Aim of the task :: In the data that follows, how many lines include the string "sans"? Answer with the number alone.

Source data ::
- - -

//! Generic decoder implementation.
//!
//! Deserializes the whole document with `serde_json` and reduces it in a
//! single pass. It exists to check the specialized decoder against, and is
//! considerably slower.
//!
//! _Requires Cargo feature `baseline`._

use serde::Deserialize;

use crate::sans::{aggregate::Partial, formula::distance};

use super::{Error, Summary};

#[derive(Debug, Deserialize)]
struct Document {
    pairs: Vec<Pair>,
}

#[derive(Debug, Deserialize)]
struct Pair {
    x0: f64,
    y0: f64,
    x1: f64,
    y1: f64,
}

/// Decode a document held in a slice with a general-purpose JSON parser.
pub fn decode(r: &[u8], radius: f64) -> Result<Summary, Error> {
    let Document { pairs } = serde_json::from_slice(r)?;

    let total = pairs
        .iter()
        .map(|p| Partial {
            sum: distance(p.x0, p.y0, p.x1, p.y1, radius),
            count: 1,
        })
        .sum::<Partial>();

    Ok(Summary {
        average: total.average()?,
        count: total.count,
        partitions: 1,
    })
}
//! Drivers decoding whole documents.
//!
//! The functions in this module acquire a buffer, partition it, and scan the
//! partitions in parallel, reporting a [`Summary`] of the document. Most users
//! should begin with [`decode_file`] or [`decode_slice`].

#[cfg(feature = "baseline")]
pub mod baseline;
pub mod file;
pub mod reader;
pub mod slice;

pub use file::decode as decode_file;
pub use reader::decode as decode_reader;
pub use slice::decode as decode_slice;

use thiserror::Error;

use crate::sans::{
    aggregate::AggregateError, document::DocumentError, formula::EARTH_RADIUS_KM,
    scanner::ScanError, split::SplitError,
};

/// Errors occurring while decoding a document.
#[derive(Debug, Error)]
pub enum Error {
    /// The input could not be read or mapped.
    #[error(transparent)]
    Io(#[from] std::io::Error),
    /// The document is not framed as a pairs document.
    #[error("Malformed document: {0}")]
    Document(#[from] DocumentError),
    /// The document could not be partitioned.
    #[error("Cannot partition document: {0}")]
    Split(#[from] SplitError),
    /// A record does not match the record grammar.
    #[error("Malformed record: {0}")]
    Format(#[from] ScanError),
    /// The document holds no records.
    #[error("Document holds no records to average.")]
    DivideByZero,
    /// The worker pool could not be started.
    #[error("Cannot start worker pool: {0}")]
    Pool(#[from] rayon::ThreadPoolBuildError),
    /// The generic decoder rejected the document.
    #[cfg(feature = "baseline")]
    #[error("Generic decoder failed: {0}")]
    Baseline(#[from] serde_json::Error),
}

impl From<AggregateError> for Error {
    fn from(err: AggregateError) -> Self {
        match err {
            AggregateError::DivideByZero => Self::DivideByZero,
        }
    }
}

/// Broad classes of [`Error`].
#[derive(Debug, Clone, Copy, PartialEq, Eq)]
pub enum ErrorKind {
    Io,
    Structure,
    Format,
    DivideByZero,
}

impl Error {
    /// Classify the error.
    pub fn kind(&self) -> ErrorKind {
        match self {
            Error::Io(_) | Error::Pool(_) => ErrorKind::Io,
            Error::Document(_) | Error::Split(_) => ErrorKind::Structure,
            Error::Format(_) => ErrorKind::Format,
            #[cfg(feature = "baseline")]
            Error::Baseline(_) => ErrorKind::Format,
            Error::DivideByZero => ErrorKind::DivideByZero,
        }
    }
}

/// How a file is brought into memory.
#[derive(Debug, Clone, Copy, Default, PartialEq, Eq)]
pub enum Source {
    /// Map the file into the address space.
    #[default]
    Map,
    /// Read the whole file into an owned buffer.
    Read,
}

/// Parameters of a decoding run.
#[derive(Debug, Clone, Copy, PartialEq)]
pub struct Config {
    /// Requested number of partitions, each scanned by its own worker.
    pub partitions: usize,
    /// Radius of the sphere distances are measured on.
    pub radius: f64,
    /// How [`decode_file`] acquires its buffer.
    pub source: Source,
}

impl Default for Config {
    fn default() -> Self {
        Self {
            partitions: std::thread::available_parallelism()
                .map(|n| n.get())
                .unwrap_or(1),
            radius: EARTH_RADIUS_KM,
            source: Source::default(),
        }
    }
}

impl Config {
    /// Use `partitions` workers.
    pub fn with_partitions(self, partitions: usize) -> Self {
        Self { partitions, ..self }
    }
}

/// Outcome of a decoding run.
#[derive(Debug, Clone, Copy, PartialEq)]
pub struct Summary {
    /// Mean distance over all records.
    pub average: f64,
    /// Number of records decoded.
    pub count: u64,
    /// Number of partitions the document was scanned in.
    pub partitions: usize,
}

- - -

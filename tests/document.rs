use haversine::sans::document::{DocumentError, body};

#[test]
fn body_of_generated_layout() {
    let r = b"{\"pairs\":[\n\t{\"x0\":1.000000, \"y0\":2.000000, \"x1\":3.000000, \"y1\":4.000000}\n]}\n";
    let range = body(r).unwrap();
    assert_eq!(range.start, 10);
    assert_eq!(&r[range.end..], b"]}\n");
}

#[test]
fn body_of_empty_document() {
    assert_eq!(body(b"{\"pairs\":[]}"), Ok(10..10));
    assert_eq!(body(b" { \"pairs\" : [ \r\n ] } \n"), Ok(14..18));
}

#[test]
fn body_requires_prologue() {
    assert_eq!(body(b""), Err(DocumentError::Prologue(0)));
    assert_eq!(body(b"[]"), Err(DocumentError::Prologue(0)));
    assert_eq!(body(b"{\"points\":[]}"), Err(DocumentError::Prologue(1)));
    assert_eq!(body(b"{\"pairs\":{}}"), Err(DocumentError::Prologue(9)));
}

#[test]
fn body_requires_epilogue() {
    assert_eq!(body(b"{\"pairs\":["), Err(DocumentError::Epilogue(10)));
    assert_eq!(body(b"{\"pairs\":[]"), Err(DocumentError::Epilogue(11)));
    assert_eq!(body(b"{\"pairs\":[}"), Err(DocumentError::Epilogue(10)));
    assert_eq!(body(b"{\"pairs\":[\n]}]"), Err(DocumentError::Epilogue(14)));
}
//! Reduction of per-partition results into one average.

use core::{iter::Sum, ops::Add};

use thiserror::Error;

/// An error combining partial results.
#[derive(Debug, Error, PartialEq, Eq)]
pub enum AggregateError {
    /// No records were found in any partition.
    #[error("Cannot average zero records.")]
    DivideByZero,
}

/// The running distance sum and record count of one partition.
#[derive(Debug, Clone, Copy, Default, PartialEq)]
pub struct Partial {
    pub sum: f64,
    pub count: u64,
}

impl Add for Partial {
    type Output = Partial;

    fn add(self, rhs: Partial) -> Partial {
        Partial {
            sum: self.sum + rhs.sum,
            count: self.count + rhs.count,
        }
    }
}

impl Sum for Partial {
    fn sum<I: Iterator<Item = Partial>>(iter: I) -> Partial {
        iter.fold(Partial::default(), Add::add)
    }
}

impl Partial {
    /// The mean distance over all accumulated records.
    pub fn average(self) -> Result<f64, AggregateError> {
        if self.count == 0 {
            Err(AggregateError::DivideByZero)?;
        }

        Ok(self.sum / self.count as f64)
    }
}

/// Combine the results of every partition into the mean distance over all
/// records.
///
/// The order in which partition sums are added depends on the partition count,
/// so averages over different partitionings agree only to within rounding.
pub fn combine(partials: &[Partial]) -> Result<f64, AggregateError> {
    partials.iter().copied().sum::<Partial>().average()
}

- - -

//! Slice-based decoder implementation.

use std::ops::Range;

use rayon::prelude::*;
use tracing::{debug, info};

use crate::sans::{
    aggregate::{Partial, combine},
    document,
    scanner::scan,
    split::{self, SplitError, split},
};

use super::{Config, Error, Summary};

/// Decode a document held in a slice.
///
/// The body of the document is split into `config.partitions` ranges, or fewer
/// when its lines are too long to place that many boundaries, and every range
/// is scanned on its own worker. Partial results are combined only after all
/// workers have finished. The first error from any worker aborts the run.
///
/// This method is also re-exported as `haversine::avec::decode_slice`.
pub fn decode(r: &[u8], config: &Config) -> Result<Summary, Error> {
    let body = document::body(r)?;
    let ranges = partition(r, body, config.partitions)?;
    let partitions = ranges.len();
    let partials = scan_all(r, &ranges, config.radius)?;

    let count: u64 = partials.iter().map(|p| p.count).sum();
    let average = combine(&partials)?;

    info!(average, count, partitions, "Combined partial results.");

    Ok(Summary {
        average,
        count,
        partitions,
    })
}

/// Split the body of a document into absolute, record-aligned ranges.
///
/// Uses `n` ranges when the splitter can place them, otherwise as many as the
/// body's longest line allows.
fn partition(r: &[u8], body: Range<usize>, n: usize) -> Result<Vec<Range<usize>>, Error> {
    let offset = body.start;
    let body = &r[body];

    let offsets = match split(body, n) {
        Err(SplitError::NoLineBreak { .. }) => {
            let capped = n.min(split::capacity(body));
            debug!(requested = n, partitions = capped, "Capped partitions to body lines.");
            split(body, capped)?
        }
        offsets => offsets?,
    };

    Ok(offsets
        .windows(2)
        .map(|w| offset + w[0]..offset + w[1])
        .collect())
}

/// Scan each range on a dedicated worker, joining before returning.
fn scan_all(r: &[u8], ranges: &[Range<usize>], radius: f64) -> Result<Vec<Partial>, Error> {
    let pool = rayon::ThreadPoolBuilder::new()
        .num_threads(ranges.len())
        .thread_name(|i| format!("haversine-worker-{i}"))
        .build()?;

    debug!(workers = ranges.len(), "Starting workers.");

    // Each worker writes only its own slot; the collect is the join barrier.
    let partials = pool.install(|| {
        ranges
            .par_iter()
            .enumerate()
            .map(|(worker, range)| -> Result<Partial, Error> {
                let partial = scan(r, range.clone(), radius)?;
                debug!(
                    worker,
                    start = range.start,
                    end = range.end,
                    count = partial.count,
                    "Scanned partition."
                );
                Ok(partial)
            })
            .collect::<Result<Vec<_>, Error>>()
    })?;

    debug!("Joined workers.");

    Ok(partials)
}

- - -

Task result :: 4